Several factors come into play.
Firstly, X-Men 3 does not tend to be considered canon:
According to Lauren Schuler Donner, one of the producers of all of those films, you can now safely consider X-Men 3: The Last Stand and X-Men Origins: Wolverine as non-canon. She explains this at the premier to X-Men: Days of Future Past:
“Just forget about ‘X3’ and the first ‘Wolverine’ - forget about that, too!“
From this question: https://scifi.stackexchange.com/a/106178/3804
Secondly, the Beast we see in ''Days of Future Past'' had seen the idea of a cure go wrong too often. Firstly with himself, then Mystique's reaction to the mere idea. Finally Bolivar Trask using the same cells, that helped him create his first serum, for the Sentinels. Beast is a smart man. He probably predicted the weaponisation of the cure.
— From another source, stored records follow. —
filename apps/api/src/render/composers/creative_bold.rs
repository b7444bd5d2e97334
//! Creative Bold: gradient banner header, then Summary and a 2:1 split of
//! Experience against Skills and Education.

use crate::models::resume::ResumeData;
use crate::render::composers::{
    accent_of, chips, contact_items, display_name, non_blank, profession, row, solid, Composer,
    STANDARD_CONTACTS,
};
use crate::render::document::{
    Accent, Align, ChipStyle, Color, ColorScheme, Column, ContactStyle, Content, Document, Entry,
    Fill, Header, HeaderPlacement, Node, Section, SectionKind, TextStyle, Theme, Typeface,
};
use crate::render::registry::TemplateId;
use crate::render::sections::SectionOutputs;

/// Second gradient stop; fixed regardless of accent.
const GRADIENT_END: &str = "#14b8a6";
const BANNER_SUBTITLE: &str = "#d1fae5";

pub struct CreativeBold;

impl Composer for CreativeBold {
    fn id(&self) -> TemplateId {
        TemplateId::CreativeBold
    }

    fn compose(&self, resume: &ResumeData, sections: &SectionOutputs<'_>) -> Document {
        let accent = accent_of(resume);
        let info = &resume.personal_info;
        let gradient = Fill::Gradient {
            from: accent.clone(),
            to: Color::new(GRADIENT_END),
        };
        let mut body: Vec<Node> = Vec::new();

        if let Some(summary) = sections.summary {
            body.push(
                Section::new(
                    SectionKind::Summary,
                    Content::Text {
                        text: summary.to_string(),
                        style: TextStyle::Italic,
                        marker_color: None,
                    },
                )
                .accent(Accent::Bar(gradient.clone()))
                .into(),
            );
        }

        let mut lead = Vec::new();
        if let Some(items) = &sections.experience {
            let entries = items
                .iter()
                .map(|e| Entry {
                    title: e.position.to_string(),
                    subtitle: non_blank(e.company),
                    subtitle_color: Some(accent.clone()),
                    dates: e.dates.text(),
                    body: non_blank(e.description),
                    ..Entry::default()
                })
                .collect();
            lead.push(
                Section::new(SectionKind::Experience, Content::Entries(entries))
                    .titled("Professional Journey")
                    .accent(Accent::Background(solid(&accent)))
                    .into(),
            );
        }

        let mut aside = Vec::new();
        if let Some(skills) = &sections.skills {
            aside.push(
                Section::new(SectionKind::Skills, chips(skills, ChipStyle::Solid, &accent))
                    .titled("Expertise")
                    .accent(Accent::Bar(solid(&accent)))
                    .into(),
            );
        }
        if let Some(items) = &sections.education {
            let entries = items
                .iter()
                .map(|e| Entry {
                    title: e.qualification(),
                    subtitle: non_blank(e.institution),
                    dates: e.dates.text(),
                    ..Entry::default()
                })
                .collect();
            aside.push(
                Section::new(SectionKind::Education, Content::Entries(entries))
                    .titled("Education")
                    .accent(Accent::Bar(solid(&accent)))
                    .into(),
            );
        }

        body.extend(row(vec![Column::new(2, lead), Column::new(1, aside)], None));

        Document {
            template: self.id(),
            theme: Theme {
                typeface: Typeface::Sans,
                scheme: ColorScheme::Light,
                accent,
            },
            header: Header {
                name: display_name(info, "Your Name"),
                profession: profession(info),
                profession_color: Some(Color::new(BANNER_SUBTITLE)),
                contacts: contact_items(info, STANDARD_CONTACTS),
                contact_style: ContactStyle::Pills,
                contact_separator: None,
                avatar: None,
                align: Align::Start,
                placement: HeaderPlacement::Top,
                accent: Some(Accent::Background(gradient)),
            },
            body,
        }
    }
}

#[cfg(test)]
mod tests {
    use super::*;
    use crate::render::composers::fixtures::full_resume;
    use crate::render::sections::render_sections;

    fn compose(resume: &ResumeData) -> Document {
        CreativeBold.compose(resume, &render_sections(resume))
    }

    #[test]
    fn test_layout_order() {
        let doc = compose(&full_resume("creative_bold"));
        assert_eq!(
            doc.section_kinds(),
            vec![
                SectionKind::Summary,
                SectionKind::Experience,
                SectionKind::Skills,
                SectionKind::Education
            ]
        );
        match &doc.body[1] {
            Node::Columns { columns, .. } => {
                assert_eq!(columns[0].span, 2);
                assert_eq!(columns[1].span, 1);
            }
            other => panic!("expected columns, got {other:?}"),
        }
    }

    #[test]
    fn test_banner_gradient_starts_at_accent() {
        let resume = full_resume("creative_bold");
        let doc = compose(&resume);
        assert_eq!(
            doc.header.accent,
            Some(Accent::Background(Fill::Gradient {
                from: accent_of(&resume),
                to: Color::new(GRADIENT_END)
            }))
        );
        assert_eq!(doc.header.contact_style, ContactStyle::Pills);
    }

    #[test]
    fn test_projects_and_languages_not_shown() {
        let doc = compose(&full_resume("creative_bold"));
        assert!(doc.section(SectionKind::Projects).is_none());
        assert!(doc.section(SectionKind::Languages).is_none());
    }
}
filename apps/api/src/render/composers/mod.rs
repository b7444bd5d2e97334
//! Template composers: one per template, each arranging section outputs into
//! its own layout.
//!
//! Composers are independent: none reads another's layout, and the helpers
//! here only build leaf nodes. Adding a template means one new module, one
//! `TemplateId` variant and one arm in [`composer_for`].

pub mod creative_bold;
pub mod executive;
pub mod minimal_clean;
pub mod modern_sidebar;
pub mod professional_classic;
pub mod tech_developer;

use crate::models::resume::{is_filled, PersonalInfo, ResumeData};
use crate::render::document::{
    Avatar, Chip, ChipStyle, Color, Column, ContactItem, ContactKind, Content, Fill, Node,
};
use crate::render::registry::TemplateId;
use crate::render::sections::SectionOutputs;
use crate::render::Document;

pub trait Composer: Send + Sync {
    fn id(&self) -> TemplateId;

    fn compose(&self, resume: &ResumeData, sections: &SectionOutputs<'_>) -> Document;
}

pub fn composer_for(id: TemplateId) -> &'static dyn Composer {
    match id {
        TemplateId::Executive => &executive::Executive,
        TemplateId::ModernSidebar => &modern_sidebar::ModernSidebar,
        TemplateId::MinimalClean => &minimal_clean::MinimalClean,
        TemplateId::CreativeBold => &creative_bold::CreativeBold,
        TemplateId::ProfessionalClassic => &professional_classic::ProfessionalClassic,
        TemplateId::TechDeveloper => &tech_developer::TechDeveloper,
    }
}

// ────────────────────────────────────────────────────────────────────────────
// Identity helpers
// ────────────────────────────────────────────────────────────────────────────

/// Contact fields shown by most templates, in display order.
pub(crate) const STANDARD_CONTACTS: &[ContactKind] = &[
    ContactKind::Email,
    ContactKind::Phone,
    ContactKind::Location,
    ContactKind::Linkedin,
    ContactKind::Website,
];

pub(crate) fn accent_of(resume: &ResumeData) -> Color {
    Color::new(resume.accent_color.trim())
}

pub(crate) fn display_name(info: &PersonalInfo, placeholder: &str) -> String {
    let name = info.full_name.trim();
    if name.is_empty() {
        placeholder.to_string()
    } else {
        name.to_string()
    }
}

pub(crate) fn profession(info: &PersonalInfo) -> Option<String> {
    non_blank(&info.profession)
}

/// Contact items for `kinds`, skipping blank fields entirely.
pub(crate) fn contact_items(info: &PersonalInfo, kinds: &[ContactKind]) -> Vec<ContactItem> {
    kinds
        .iter()
        .filter_map(|&kind| {
            let value = match kind {
                ContactKind::Email => &info.email,
                ContactKind::Phone => &info.phone,
                ContactKind::Location => &info.location,
                ContactKind::Linkedin => &info.linkedin,
                ContactKind::Website => &info.website,
            };
            non_blank(value).map(|value| ContactItem { kind, value })
        })
        .collect()
}

/// Photo when one is set, otherwise the first letter of the name.
pub(crate) fn avatar(info: &PersonalInfo, fallback: char, background: Color) -> Avatar {
    if let Some(url) = info.photo_url.as_deref().and_then(non_blank) {
        return Avatar::Photo { url, background };
    }
    let letter = info.full_name.trim().chars().next().unwrap_or(fallback);
    Avatar::Monogram { letter, background }
}

// ────────────────────────────────────────────────────────────────────────────
// Leaf builders
// ────────────────────────────────────────────────────────────────────────────

pub(crate) fn chips(skills: &[&str], style: ChipStyle, color: &Color) -> Content {
    Content::Chips(
        skills
            .iter()
            .map(|s| Chip {
                label: s.to_string(),
                style,
                color: color.clone(),
            })
            .collect(),
    )
}

/// A side-by-side row; `None` when every column came out empty.
pub(crate) fn row(columns: Vec<Column>, divider: Option<Color>) -> Option<Node> {
    if columns.iter().all(|c| c.nodes.is_empty()) {
        return None;
    }
    Some(Node::Columns { columns, divider })
}

pub(crate) fn solid(color: &Color) -> Fill {
    Fill::Solid(color.clone())
}

pub(crate) fn non_blank(value: &str) -> Option<String> {
    is_filled(value).then(|| value.trim().to_string())
}

#[cfg(test)]
pub(crate) mod fixtures {
    use crate::models::resume::{
        Certification, Education, Experience, Language, PersonalInfo, Project, Reference,
        ResumeData,
    };

    /// A resume with every section populated.
    pub fn full_resume(template: &str) -> ResumeData {
        ResumeData {
            id: "r1".into(),
            title: "Backend".into(),
            personal_info: PersonalInfo {
                full_name: "Ada Lovelace".into(),
                email: "ada@example.com".into(),
                phone: "+44 20 7946 0000".into(),
                location: "London".into(),
                profession: "Software Engineer".into(),
                linkedin: "linkedin.com/in/ada".into(),
                website: "ada.dev".into(),
                photo_url: None,
            },
            summary: "Engineer with a decade of experience building reliable distributed systems."
                .into(),
            experiences: vec![
                Experience {
                    id: "e1".into(),
                    company: "Analytical Engines".into(),
                    position: "Staff Engineer".into(),
                    start_date: "2021-03".into(),
                    end_date: "2020-05".into(),
                    current: true,
                    description: "Led the storage team.".into(),
                },
                Experience {
                    id: "e2".into(),
                    company: "Difference Ltd".into(),
                    position: "Engineer".into(),
                    start_date: "2016-01".into(),
                    end_date: "2021-02".into(),
                    current: false,
                    description: "Built the billing pipeline.".into(),
                },
            ],
            education: vec![Education {
                id: "d1".into(),
                institution: "University of London".into(),
                degree: "BSc".into(),
                field: "Mathematics".into(),
                location: "London".into(),
                start_date: "2012".into(),
                end_date: "2015".into(),
                current: false,
                gpa: "3.9".into(),
                description: "First class honours.".into(),
            }],
            skills: vec!["B".into(), "A".into(), "C".into()],
            projects: vec![Project {
                id: "p1".into(),
                name: "Ferrite".into(),
                start_date: "2023".into(),
                end_date: "2022".into(),
                ongoing: true,
                url: "github.com/ada/ferrite".into(),
                technologies: "Rust, tokio".into(),
                description: "Embedded key-value store.".into(),
                role: None,
                highlights: None,
            }],
            certifications: vec![Certification {
                id: "c1".into(),
                name: "CKA".into(),
                issuer: "CNCF".into(),
                date: "2022".into(),
                credential_id: "X-1".into(),
            }],
            languages: vec![Language {
                id: "l1".into(),
                name: "French".into(),
                proficiency: "Fluent".into(),
            }],
            interests: "Chess".into(),
            references: vec![Reference {
                id: "ref1".into(),
                name: "Charles Babbage".into(),
                title: "Director".into(),
                company: "Analytical Engines".into(),
                relationship: "Manager".into(),
                email: "cb@example.com".into(),
                phone: String::new(),
            }],
            references_on_request: false,
            template: template.into(),
            accent_color: "#3B82F6".into(),
            ..ResumeData::default()
        }
    }
}
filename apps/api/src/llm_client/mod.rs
/// LLM client: the only module that talks to the Anthropic Messages API.
///
/// Writing assistance goes through [`crate::assist`], which wraps this client
/// behind the `TextGenerator` trait so it can be swapped for an offline one.
use reqwest::Client;
use serde::{Deserialize, Serialize};
use thiserror::Error;
use tracing::{debug, warn};

pub mod prompts;

const ANTHROPIC_API_URL: &str = "https://api.anthropic.com/v1/messages";
const ANTHROPIC_VERSION: &str = "2023-06-01";
pub const MODEL: &str = "claude-sonnet-4-5";
// Resume snippets are short; summaries stay under ~100 words.
const MAX_TOKENS: u32 = 1024;
const MAX_RETRIES: u32 = 3;
const REQUEST_TIMEOUT_SECS: u64 = 60;

#[derive(Debug, Error)]
pub enum LlmError {
    #[error("HTTP error: {0}")]
    Http(#[from] reqwest::Error),

    #[error("API error (status {status}): {message}")]
    Api { status: u16, message: String },

    #[error("Rate limited after {retries} retries")]
    RateLimited { retries: u32 },

    #[error("LLM returned empty content")]
    EmptyContent,

    #[error("No LLM backend configured")]
    Unavailable,
}

#[derive(Debug, Serialize)]
struct AnthropicRequest<'a> {
    model: &'a str,
    max_tokens: u32,
    system: &'a str,
    messages: Vec<AnthropicMessage<'a>>,
}

#[derive(Debug, Serialize)]
struct AnthropicMessage<'a> {
    role: &'a str,
    content: &'a str,
}

#[derive(Debug, Deserialize)]
pub struct LlmResponse {
    pub content: Vec<ContentBlock>,
    pub usage: Usage,
}

#[derive(Debug, Deserialize)]
pub struct ContentBlock {
    #[serde(rename = "type")]
    pub block_type: String,
    pub text: Option<String>,
}

#[derive(Debug, Deserialize)]
pub struct Usage {
    pub input_tokens: u32,
    pub output_tokens: u32,
}

impl LlmResponse {
    /// Text of the first text block, if it has any non-whitespace content.
    pub fn text(&self) -> Option<&str> {
        self.content
            .iter()
            .find(|b| b.block_type == "text")
            .and_then(|b| b.text.as_deref())
            .map(str::trim)
            .filter(|t| !t.is_empty())
    }
}

#[derive(Debug, Deserialize)]
struct AnthropicError {
    error: AnthropicErrorBody,
}

#[derive(Debug, Deserialize)]
struct AnthropicErrorBody {
    message: String,
}

#[derive(Clone)]
pub struct LlmClient {
    client: Client,
    api_key: String,
}

impl LlmClient {
    pub fn new(api_key: String) -> Result<Self, LlmError> {
        let client = Client::builder()
            .timeout(std::time::Duration::from_secs(REQUEST_TIMEOUT_SECS))
            .build()?;
        Ok(Self { client, api_key })
    }

    /// Makes a raw call to the Messages API.
    /// Retries on 429 and 5xx with exponential backoff (1s, 2s).
    pub async fn call(&self, prompt: &str, system: &str) -> Result<LlmResponse, LlmError> {
        let request_body = AnthropicRequest {
            model: MODEL,
            max_tokens: MAX_TOKENS,
            system,
            messages: vec![AnthropicMessage {
                role: "user",
                content: prompt,
            }],
        };

        let mut last_error = LlmError::RateLimited {
            retries: MAX_RETRIES,
        };

        for attempt in 0..MAX_RETRIES {
            if attempt > 0 {
                let delay = std::time::Duration::from_millis(1000 * (1 << (attempt - 1)));
                warn!(
                    "LLM call attempt {} failed, retrying after {}ms...",
                    attempt,
                    delay.as_millis()
                );
                tokio::time::sleep(delay).await;
            }

            let response = self
                .client
                .post(ANTHROPIC_API_URL)
                .header("x-api-key", &self.api_key)
                .header("anthropic-version", ANTHROPIC_VERSION)
                .header("content-type", "application/json")
                .json(&request_body)
                .send()
                .await;

            let response = match response {
                Ok(r) => r,
                Err(e) => {
                    last_error = LlmError::Http(e);
                    continue;
                }
            };

            let status = response.status();

            if status.as_u16() == 429 || status.is_server_error() {
                let body = response.text().await.unwrap_or_default();
                warn!("LLM API returned {}: {}", status, body);
                last_error = if status.as_u16() == 429 {
                    LlmError::RateLimited {
                        retries: MAX_RETRIES,
                    }
                } else {
                    LlmError::Api {
                        status: status.as_u16(),
                        message: body,
                    }
                };
                continue;
            }

            if !status.is_success() {
                let body = response.text().await.unwrap_or_default();
                let message = serde_json::from_str::<AnthropicError>(&body)
                    .map(|e| e.error.message)
                    .unwrap_or(body);
                return Err(LlmError::Api {
                    status: status.as_u16(),
                    message,
                });
            }

            let llm_response: LlmResponse = response.json().await?;

            debug!(
                "LLM call succeeded: input_tokens={}, output_tokens={}",
                llm_response.usage.input_tokens, llm_response.usage.output_tokens
            );

            return Ok(llm_response);
        }

        Err(last_error)
    }

    /// Calls the model and returns its trimmed text. Blank output is an error.
    pub async fn complete(&self, prompt: &str, system: &str) -> Result<String, LlmError> {
        let response = self.call(prompt, system).await?;
        response
            .text()
            .map(str::to_string)
            .ok_or(LlmError::EmptyContent)
    }
}

#[cfg(test)]
mod tests {
    use super::*;

    fn response(blocks: Vec<(&str, Option<&str>)>) -> LlmResponse {
        LlmResponse {
            content: blocks
                .into_iter()
                .map(|(t, text)| ContentBlock {
                    block_type: t.to_string(),
                    text: text.map(str::to_string),
                })
                .collect(),
            usage: Usage {
                input_tokens: 1,
                output_tokens: 1,
            },
        }
    }

    #[test]
    fn test_text_picks_first_text_block() {
        let r = response(vec![("tool_use", None), ("text", Some("  Hello \n"))]);
        assert_eq!(r.text(), Some("Hello"));
    }

    #[test]
    fn test_blank_text_is_none() {
        assert_eq!(response(vec![("text", Some("   "))]).text(), None);
        assert_eq!(response(vec![]).text(), None);
    }

    #[test]
    fn test_rate_limited_error_names_retry_count() {
        let err = LlmError::RateLimited {
            retries: MAX_RETRIES,
        };
        assert_eq!(err.to_string(), "Rate limited after 3 retries");
    }

    #[test]
    fn test_response_deserializes_from_api_shape() {
        let raw = r#"{"content":[{"type":"text","text":"Done."}],"usage":{"input_tokens":12,"output_tokens":3}}"#;
        let r: LlmResponse = serde_json::from_str(raw).unwrap();
        assert_eq!(r.text(), Some("Done."));
        assert_eq!(r.usage.output_tokens, 3);
    }
}
//! Stored-resume workflows on top of `storage`: CRUD plus the render, score
//! and keyword views of a saved resume.

pub mod handlers;

use crate::errors::AppError;
use crate::models::resume::ResumeData;
use crate::render::registry::apply_template;
use crate::render::TemplateId;
use crate::storage::{require_resume, save_resume, ResumeStore};

/// Switches a stored resume to `template_id`, resetting its accent color to
/// the template's default, and saves it.
pub async fn change_template(
    store: &dyn ResumeStore,
    id: &str,
    template_id: &str,
) -> Result<ResumeData, AppError> {
    let template = TemplateId::parse(template_id)
        .ok_or_else(|| AppError::Validation(format!("Unknown template '{template_id}'")))?;
    let mut resume = require_resume(store, id).await?;
    apply_template(&mut resume, template);
    save_resume(store, resume).await
}
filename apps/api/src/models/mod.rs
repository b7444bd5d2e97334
pub mod resume;
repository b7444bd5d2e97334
//! Date range formatting shared by every section that shows a start/end pair.
//!
//! An in-progress flag always wins over whatever end date is stored: a job
//! marked current reads "Present" even if an old end date is still on file.

use std::fmt;

/// Separator between the two ends of a range (en dash, padded).
pub const RANGE_SEPARATOR: &str = " – ";

/// What to print in place of the end date for unfinished periods.
#[derive(Debug, Clone, Copy, PartialEq, Eq)]
pub enum ProgressLabel {
    /// Jobs and studies.
    Present,
    /// Projects.
    Ongoing,
}

impl ProgressLabel {
    pub fn as_str(self) -> &'static str {
        match self {
            ProgressLabel::Present => "Present",
            ProgressLabel::Ongoing => "Ongoing",
        }
    }
}

#[derive(Debug, Clone, PartialEq, Eq)]
pub struct DateRange {
    start: String,
    end: String,
}

impl DateRange {
    pub fn new(start: &str, end: &str, in_progress: bool, label: ProgressLabel) -> Self {
        let end = if in_progress {
            label.as_str().to_string()
        } else {
            end.trim().to_string()
        };
        Self {
            start: start.trim().to_string(),
            end,
        }
    }

    pub fn is_empty(&self) -> bool {
        self.start.is_empty() && self.end.is_empty()
    }

    /// Display text, or `None` when neither side has a value.
    pub fn text(&self) -> Option<String> {
        (!self.is_empty()).then(|| self.to_string())
    }
}

impl fmt::Display for DateRange {
    fn fmt(&self, f: &mut fmt::Formatter<'_>) -> fmt::Result {
        match (self.start.is_empty(), self.end.is_empty()) {
            (false, false) => write!(f, "{}{}{}", self.start, RANGE_SEPARATOR, self.end),
            (false, true) => f.write_str(&self.start),
            (true, false) => f.write_str(&self.end),
            (true, true) => Ok(()),
        }
    }
}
Thirdly he's been campaigning for human-mutant peace since ''X-Men 1''.

He's likely in awe because:
- He'd given up hope for a 'cure'
- He's aware of the treatment 'Leech' had been given, but still seemed innocent
- Clearly he still misses being human looking
- He's relieved it's not based on his serum
As for helping Rogue, he probably had too many factors (discussed earlier about Mystique) putting him off.
Professor X is also likely put off because:
- He is for resolving differences, not removing them
- The serum is able to remove his paraplegia; what other side effects might it have?
All this makes Beast's reaction not just plausible, but cromulent.